The house may have been the original site of the Cherry Tree Inn for one
Robert Pickering is listed as an innkeeper in 1752 and the relocation of
the Cherry Tree Inn to a site at the junction of Cow Lane and Marsh End
by the early nineteenth century under the proprietorship of James
Pickering, may have enabled the former location, consisting of a public
and a private area, to be converted into two separate dwellings.
CHESTNUTS The
The name of a large detached house which formerly occupied land lying
between the Wakefield – Goole Road and Simpsons Lane, close to
Cattlelaithes Lane, and named from the avenue of horse chestnut trees
lining the long driveway.
The house was the residence of the Bagley family, glass manufacturers, in
the late nineteenth century but was eventually owned and occupied by Mr
Sam Gregg, a pattern maker, who is alleged to have won the house and the
adjacent foundry in a poker game in the early 1900s. The new proprietor
renamed the business as the Model Foundry and resided at the Chestnuts
which served as a family home and business centre. The surrounding land
included tennis courts, bowling green, and extensive flower beds,
shrubberies and orchard. In the 1970s, Knottingley Council considered
the purchase of the property for conversion into a youth club but the
proposal never came to fruition and the estate was privately purchased,
following which the house was demolished, the chestnut trees cut down
and the land used for development as a private housing estate.
CHRIST CHURCH
As Knottingley developed residentially during the nineteenth century a
separate ecclesiastical parish was created for East Knottingley and a
new church, known as Christ Church, was built on land donated by Mrs
Seaton and known as Seatons Croft.
The foundation stone was laid by William Moorhouse of Marine Villa who had
been instrumental in obtaining funds to facilitate construction and the
church was consecrated by the Archbishop of York in October 1848.

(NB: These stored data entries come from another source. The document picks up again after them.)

//! Configuration system for TimelineForge.
//!
//! Load conversion settings from TOML or YAML files to control how strict
//! the action analysis is and how token types are synthesized.
//!
//! # Examples
//!
//! Load configuration from TOML string:
//!
//! ```
//! use timelineforge_config::{ConversionConfig, EndConditionPolicy};
//!
//! let config = ConversionConfig::from_toml_str(r#"
//!     end_conditions = "reject"
//!     unbounded_min_duration = 2
//!     synthesis_threads = "none"
//! "#).unwrap();
//!
//! assert_eq!(config.end_conditions, EndConditionPolicy::Reject);
//! assert_eq!(config.unbounded_min_duration, 2);
//! ```
//!
//! Use default config when file is missing:
//!
//! ```
//! use timelineforge_config::ConversionConfig;
//!
//! let config = ConversionConfig::load("timelineforge.toml").unwrap_or_default();
//! // Proceeds with defaults if file doesn't exist
//! ```

use std::path::Path;

use serde::{Deserialize, Serialize};
use thiserror::Error;

/// Configuration error
#[derive(Debug, Error)]
pub enum ConfigError {
    #[error("IO error: {0}")]
    Io(#[from] std::io::Error),

    #[error("TOML parse error: {0}")]
    Toml(#[from] toml::de::Error),

    #[error("YAML parse error: {0}")]
    Yaml(#[from] serde_yaml::Error),

    #[error("Invalid configuration: {0}")]
    Invalid(String),
}

/// Main conversion configuration.
#[derive(Debug, Clone, PartialEq, Eq, Deserialize, Serialize)]
#[serde(rename_all = "snake_case")]
pub struct ConversionConfig {
    /// How conditions attached to the action end are treated.
    #[serde(default)]
    pub end_conditions: EndConditionPolicy,

    /// Minimum duration of a token type whose value has no fixed duration.
    #[serde(default = "default_unbounded_min_duration")]
    pub unbounded_min_duration: u32,

    /// Number of threads used to synthesize timelines.
    #[serde(default)]
    pub synthesis_threads: SynthesisThreadCount,
}

fn default_unbounded_min_duration() -> u32 {
    1
}

impl Default for ConversionConfig {
    fn default() -> Self {
        Self {
            end_conditions: EndConditionPolicy::default(),
            unbounded_min_duration: default_unbounded_min_duration(),
            synthesis_threads: SynthesisThreadCount::default(),
        }
    }
}

impl ConversionConfig {
    /// Creates a new default configuration.
    pub fn new() -> Self {
        Self::default()
    }

    /// Loads configuration from a TOML file.
    ///
    /// # Errors
    ///
    /// Returns error if file doesn't exist or contains invalid TOML.
    pub fn load(path: impl AsRef<Path>) -> Result<Self, ConfigError> {
        Self::from_toml_file(path)
    }

    /// Loads configuration from a TOML file.
    pub fn from_toml_file(path: impl AsRef<Path>) -> Result<Self, ConfigError> {
        let contents = std::fs::read_to_string(path)?;
        Self::from_toml_str(&contents)
    }

    /// Parses configuration from a TOML string.
    pub fn from_toml_str(s: &str) -> Result<Self, ConfigError> {
        let config: Self = toml::from_str(s)?;
        config.validate()
    }

    /// Loads configuration from a YAML file.
    pub fn from_yaml_file(path: impl AsRef<Path>) -> Result<Self, ConfigError> {
        let contents = std::fs::read_to_string(path)?;
        Self::from_yaml_str(&contents)
    }

    /// Parses configuration from a YAML string.
    pub fn from_yaml_str(s: &str) -> Result<Self, ConfigError> {
        let config: Self = serde_yaml::from_str(s)?;
        config.validate()
    }

    /// Sets the end condition policy.
    pub fn with_end_conditions(mut self, policy: EndConditionPolicy) -> Self {
        self.end_conditions = policy;
        self
    }

    /// Sets the minimum duration of unbounded token types.
    pub fn with_unbounded_min_duration(mut self, min: u32) -> Self {
        self.unbounded_min_duration = min;
        self
    }

    /// Sets the synthesis thread count.
    pub fn with_synthesis_threads(mut self, threads: SynthesisThreadCount) -> Self {
        self.synthesis_threads = threads;
        self
    }

    fn validate(self) -> Result<Self, ConfigError> {
        if self.unbounded_min_duration == 0 {
            return Err(ConfigError::Invalid(
                "unbounded_min_duration must be at least 1".to_string(),
            ));
        }
        if self.synthesis_threads == SynthesisThreadCount::Count(0) {
            return Err(ConfigError::Invalid(
                "synthesis_threads count must be at least 1".to_string(),
            ));
        }
        Ok(self)
    }
}

/// Treatment of action conditions attached to the action end.
#[derive(Debug, Clone, Copy, Default, PartialEq, Eq, Deserialize, Serialize)]
#[serde(rename_all = "snake_case")]
pub enum EndConditionPolicy {
    /// End conditions are accepted and not inspected.
    #[default]
    Ignore,

    /// Any end condition rejects the action.
    Reject,
}

/// Synthesis thread count configuration.
#[derive(Debug, Clone, Copy, Default, PartialEq, Eq, Deserialize, Serialize)]
#[serde(rename_all = "snake_case")]
pub enum SynthesisThreadCount {
    /// Use the global rayon pool.
    #[default]
    Auto,

    /// Synthesize on the calling thread.
    None,

    /// Specific number of threads.
    Count(usize),
}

Oral tradition states that one of the masons employed in the construction of
the church was Tom Sayers the famed bare knuckle champion of Great
Britain.
In 1941 the two parishes of the town were reunited and Christ Church was
deconsecrated in 1968 and demolished in the early 1970s.
CHURCH LANE
A lane leading from the peasant tofts and crofts in Aire Street to the
demesne and sole entrance to the parish church in Chapel Street.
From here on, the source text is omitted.